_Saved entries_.
◇ ◇ ◇

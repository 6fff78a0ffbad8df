//! Serializable per-tick arena snapshots.
//!
//! The observation surface for telemetry and tests: ship status with the
//! active behavior and last utility scores, plus missiles in flight.
//! Determinism tests compare serialized snapshots byte for byte.

use glam::Vec2;
use serde::{Deserialize, Serialize};

use corsair_core::enums::{MissileLockState, StateKind};

use crate::components::Team;

/// One ship's externally visible state.
#[derive(Debug, Clone, PartialEq, Serialize, Deserialize)]
pub struct ShipStatus {
    pub id: u32,
    pub team: Team,
    pub position: Vec2,
    pub velocity: Vec2,
    pub heading_deg: f32,
    pub health: f32,
    pub shield: f32,
    pub weapon_heat: f32,
    pub missile_ammo: u32,
    pub missile_lock: MissileLockState,
    /// Active behavior, from the agent's read-only accessors.
    pub active_state: StateKind,
    /// Last utility scores in declaration order.
    pub utility_scores: [f32; 6],
}

/// One missile in flight.
#[derive(Debug, Clone, PartialEq, Serialize, Deserialize)]
pub struct MissileStatus {
    pub position: Vec2,
    pub target_ship: u32,
}

/// One obstacle (static once spawned).
#[derive(Debug, Clone, PartialEq, Serialize, Deserialize)]
pub struct AsteroidStatus {
    pub position: Vec2,
    pub radius: f32,
}

/// Full arena state for one tick.
#[derive(Debug, Clone, PartialEq, Serialize, Deserialize)]
pub struct ArenaSnapshot {
    pub tick: u64,
    pub elapsed_secs: f32,
    pub ships: Vec<ShipStatus>,
    pub missiles: Vec<MissileStatus>,
    pub asteroids: Vec<AsteroidStatus>,
}
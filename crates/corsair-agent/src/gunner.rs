//! Targeting and weapons arbitration.
//!
//! Holds the current target, evaluates line-of-sight through a cached
//! probe, predicts intercept points for ballistic lead, and grants fire
//! permission across the primary (instant, heat-limited) and secondary
//! (lock-then-fire, cooldown-gated) weapons.

use glam::Vec2;

use corsair_core::constants::*;
use corsair_core::context::Context;
use corsair_core::curves::{desire, fear};
use corsair_core::enums::MissileLockState;
use corsair_core::sensors::VisibilityProbe;
use corsair_core::types::{heading_delta_deg, heading_from_vec, Kinematics};

/// Leading coefficient below which the intercept quadratic degenerates.
const QUADRATIC_EPSILON: f32 = 1e-4;

/// Gunner tuning knobs.
#[derive(Debug, Clone, Copy, PartialEq)]
pub struct GunnerConfig {
    /// Maximum primary fire distance (meters).
    pub primary_range: f32,
    /// Primary off-boresight tolerance (degrees).
    pub primary_angle_deg: f32,
    /// Heat fraction at which primary fire is withheld.
    pub primary_heat_limit: f32,
    /// Range inside which an unlocked missile may be dumb-fired (meters).
    pub dumbfire_range: f32,
    /// Dumb-fire off-boresight tolerance (degrees).
    pub dumbfire_angle_deg: f32,
    /// Primary projectile speed for lead prediction (m/s).
    pub projectile_speed: f32,
    /// Ticks a cached LOS result stays fresh.
    pub los_cache_ticks: u64,
    /// Endpoint displacement that invalidates the LOS cache (meters).
    pub los_move_threshold: f32,
    /// Off-boresight angle beyond which no probe is attempted (degrees).
    pub los_angle_gate_deg: f32,
}

impl Default for GunnerConfig {
    fn default() -> Self {
        Self {
            primary_range: PRIMARY_FIRE_RANGE,
            primary_angle_deg: PRIMARY_FIRE_ANGLE_DEG,
            primary_heat_limit: PRIMARY_HEAT_LIMIT,
            dumbfire_range: MISSILE_DUMBFIRE_RANGE,
            dumbfire_angle_deg: MISSILE_DUMBFIRE_ANGLE_DEG,
            projectile_speed: PROJECTILE_SPEED,
            los_cache_ticks: LOS_CACHE_TICKS,
            los_move_threshold: LOS_MOVE_THRESHOLD,
            los_angle_gate_deg: LOS_ANGLE_GATE_DEG,
        }
    }
}

/// Tracked aim point: a position with the velocity it is moving at.
#[derive(Debug, Clone, Copy, PartialEq)]
pub struct TargetTrack {
    pub position: Vec2,
    pub velocity: Vec2,
}

/// Fire permissions for one tick.
#[derive(Debug, Clone, Copy, Default, PartialEq)]
pub struct FireDecision {
    pub primary: bool,
    pub secondary: bool,
}

#[derive(Debug, Clone, Copy, Default)]
struct LosCache {
    valid: bool,
    result: bool,
    tick: u64,
    from: Vec2,
    to: Vec2,
}

/// Per-ship targeting component.
pub struct Gunner {
    config: GunnerConfig,
    target: Option<TargetTrack>,
    cache: LosCache,
}

impl Gunner {
    pub fn new(config: GunnerConfig) -> Self {
        Self {
            config,
            target: None,
            cache: LosCache::default(),
        }
    }

    /// Track a moving target.
    pub fn set_target(&mut self, position: Vec2, velocity: Vec2) {
        self.target = Some(TargetTrack { position, velocity });
    }

    /// Track a fixed point.
    pub fn set_point_target(&mut self, position: Vec2) {
        self.set_target(position, Vec2::ZERO);
    }

    pub fn clear_target(&mut self) {
        self.target = None;
    }

    pub fn target(&self) -> Option<TargetTrack> {
        self.target
    }

    /// Cached line-of-sight evaluation.
    ///
    /// The probe runs only when the cache is stale: older than the
    /// configured tick window, or either endpoint has moved past the
    /// displacement threshold. Targets far off boresight are reported
    /// not-visible without probing at all.
    pub fn line_of_sight(
        &mut self,
        from: Vec2,
        to: Vec2,
        off_boresight_deg: f32,
        tick: u64,
        probe: &dyn VisibilityProbe,
    ) -> bool {
        if off_boresight_deg > self.config.los_angle_gate_deg {
            return false;
        }

        let c = &self.cache;
        if c.valid
            && tick.saturating_sub(c.tick) < self.config.los_cache_ticks
            && (from - c.from).length() <= self.config.los_move_threshold
            && (to - c.to).length() <= self.config.los_move_threshold
        {
            return c.result;
        }

        let result = probe.segment_clear(from, to);
        self.cache = LosCache {
            valid: true,
            result,
            tick,
            from,
            to,
        };
        result
    }

    /// Predicted intercept point for the primary projectile.
    ///
    /// Shooter velocity is restricted to its forward-axis component so
    /// lateral drift does not bias the lead.
    pub fn intercept_point(&self, kin: &Kinematics, target_pos: Vec2, target_vel: Vec2) -> Vec2 {
        let shooter_vel = kin.forward() * kin.forward_speed();
        let t = solve_intercept_time(
            target_pos - kin.position,
            target_vel - shooter_vel,
            self.config.projectile_speed,
        );
        target_pos + target_vel * t
    }

    /// Fire permissions for this tick.
    ///
    /// With no target or no enemy in play, both flags are false before
    /// any distance or angle math runs.
    pub fn decide_fire(
        &mut self,
        ctx: &Context,
        tick: u64,
        probe: &dyn VisibilityProbe,
    ) -> FireDecision {
        let Some(target) = self.target else {
            return FireDecision::default();
        };
        if ctx.enemy.is_none() {
            return FireDecision::default();
        }

        let kin = ctx.kinematics;
        let to_target = target.position - kin.position;
        let distance = to_target.length();
        let off_deg =
            heading_delta_deg(kin.heading_deg, heading_from_vec(to_target)).abs();
        let los = self.line_of_sight(kin.position, target.position, off_deg, tick, probe);

        let mut secondary = false;
        let mut locked_pending = false;
        match ctx.missile_lock {
            MissileLockState::Locked => {
                if ctx.missile_ammo > 0 {
                    // A locked missile takes firing priority for the tick.
                    secondary = true;
                    locked_pending = true;
                }
            }
            MissileLockState::Idle | MissileLockState::Locking => {
                // Opportunistic dumb-fire: very close, tight angle only.
                secondary = ctx.missile_ammo > 0
                    && distance <= self.config.dumbfire_range
                    && off_deg <= self.config.dumbfire_angle_deg
                    && los;
            }
            MissileLockState::Cooldown => {}
        }

        let primary = !locked_pending
            && ctx.weapon_heat < self.config.primary_heat_limit
            && distance <= self.config.primary_range
            && off_deg <= self.config.primary_angle_deg
            && los;

        FireDecision { primary, secondary }
    }
}

/// Time-to-impact for a constant-speed projectile against a linearly
/// moving target, from the relative-motion quadratic
/// `(|v|² − s²)·t² + 2(p·v)·t + |p|² = 0`.
///
/// Degenerate leading coefficient falls back to the linear solution;
/// a negative discriminant or no strictly-positive root yields `t = 0`
/// (aim at the current position).
pub fn solve_intercept_time(rel_pos: Vec2, rel_vel: Vec2, projectile_speed: f32) -> f32 {
    let a = rel_vel.length_squared() - projectile_speed * projectile_speed;
    let b = 2.0 * rel_pos.dot(rel_vel);
    let c = rel_pos.length_squared();

    let t = if a.abs() < QUADRATIC_EPSILON {
        if b.abs() < QUADRATIC_EPSILON {
            0.0
        } else {
            -c / b
        }
    } else {
        let disc = b * b - 4.0 * a * c;
        if disc < 0.0 {
            0.0
        } else {
            let root = disc.sqrt();
            let t1 = (-b - root) / (2.0 * a);
            let t2 = (-b + root) / (2.0 * a);
            // Smallest strictly-positive root, else no forward intercept.
            match (t1 > 0.0, t2 > 0.0) {
                (true, true) => t1.min(t2),
                (true, false) => t1,
                (false, true) => t2,
                (false, false) => 0.0,
            }
        }
    };

    t.max(0.0)
}

/// How appealing a straight fight looks right now. Shared by the
/// attack, orbit, and kite utilities.
pub fn attack_desirability(ctx: &Context) -> f32 {
    let Some(enemy) = ctx.enemy else {
        return 0.0;
    };

    let mut score = 0.0;
    // Healthy pools make a fight appealing.
    score += desire(ctx.health, 0.25);
    score += desire(ctx.shield, 0.15);
    // A weakened enemy invites the kill.
    score += fear(enemy.health, 0.2);
    score += fear(enemy.shield, 0.1);
    if !enemy.armed {
        score += 0.25;
    }
    if ctx.has_los {
        score += 0.1;
    }
    // Closer targets and cool guns score higher.
    score += fear(ctx.range_frac(), 0.15);
    score += fear(ctx.weapon_heat, 0.1);
    if ctx.outnumbered() {
        score -= 0.3;
    }
    score.max(0.0)
}

#[cfg(test)]
mod tests {
    use super::*;

    #[test]
    fn test_stationary_target_returns_current_position() {
        let gunner = Gunner::new(GunnerConfig::default());
        // Shooter moving fast; target parked. Lead must be the target itself.
        let kin = Kinematics::new(Vec2::ZERO, Vec2::new(0.0, 120.0), 0.0);
        let aim = gunner.intercept_point(&kin, Vec2::new(300.0, 40.0), Vec2::ZERO);
        assert!((aim - Vec2::new(300.0, 40.0)).length() < 1e-3);
    }

    #[test]
    fn test_crossing_target_leads_positive() {
        // Shooter at rest, target east at 100 m crossing north at 10 m/s,
        // projectile 50 m/s: lead lands north of the current position.
        let t = solve_intercept_time(
            Vec2::new(100.0, 0.0),
            Vec2::new(0.0, 10.0),
            50.0,
        );
        assert!(t > 0.0);
        let lead_y = 10.0 * t;
        assert!(lead_y > 0.0);
        // Sanity bound: flight time can't be wildly past the naive range/speed time.
        assert!(lead_y < 10.0 * 2.0 * (100.0 / 50.0), "lead_y={lead_y}");
    }

    #[test]
    fn test_unreachable_target_falls_back_to_zero() {
        // Crossing target faster than the round: negative discriminant.
        // Must return t=0, not NaN or panic.
        let t = solve_intercept_time(Vec2::new(100.0, 0.0), Vec2::new(0.0, 60.0), 50.0);
        assert_eq!(t, 0.0);

        // Receding target faster than the round: both roots negative.
        let t = solve_intercept_time(Vec2::new(1_000.0, 0.0), Vec2::new(500.0, 0.0), 50.0);
        assert_eq!(t, 0.0);
    }

    #[test]
    fn test_degenerate_leading_coefficient_linear_fallback() {
        // Relative speed equal to projectile speed: a ~ 0, linear branch.
        let t = solve_intercept_time(
            Vec2::new(100.0, 0.0),
            Vec2::new(-50.0, 0.0),
            50.0,
        );
        assert!(t.is_finite());
        assert!(t >= 0.0);
        // Head-on closure at 50 m/s with a 50 m/s round halves the time: 1s.
        assert!((t - 1.0).abs() < 1e-2, "t={t}");
    }

    #[test]
    fn test_tail_chase_picks_positive_root() {
        // Target receding along the line of sight slower than the round:
        // one root is negative, the other is the 5s stern chase.
        let t = solve_intercept_time(
            Vec2::new(-100.0, 0.0),
            Vec2::new(-30.0, 0.0),
            50.0,
        );
        assert!((t - 5.0).abs() < 1e-3, "t={t}");
    }

    #[test]
    fn test_result_never_negative() {
        // Degenerate linear branch with the target opening the range:
        // -c/b goes negative and must clamp to zero.
        let t = solve_intercept_time(
            Vec2::new(100.0, 0.0),
            Vec2::new(50.0, 0.0),
            50.0,
        );
        assert_eq!(t, 0.0);
    }
}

◇ ◇ ◇

_YOUR INSTRUCTIONS_.
Given the records above, return exactly the lines starting at the line containing "(false, true) =>" and ending at the line containing "invites the kill.", including both.

_THE COMPLETED TASK_.
                (false, true) => t2,
                (false, false) => 0.0,
            }
        }
    };

    t.max(0.0)
}

/// How appealing a straight fight looks right now. Shared by the
/// attack, orbit, and kite utilities.
pub fn attack_desirability(ctx: &Context) -> f32 {
    let Some(enemy) = ctx.enemy else {
        return 0.0;
    };

    let mut score = 0.0;
    // Healthy pools make a fight appealing.
    score += desire(ctx.health, 0.25);
    score += desire(ctx.shield, 0.15);
    // A weakened enemy invites the kill.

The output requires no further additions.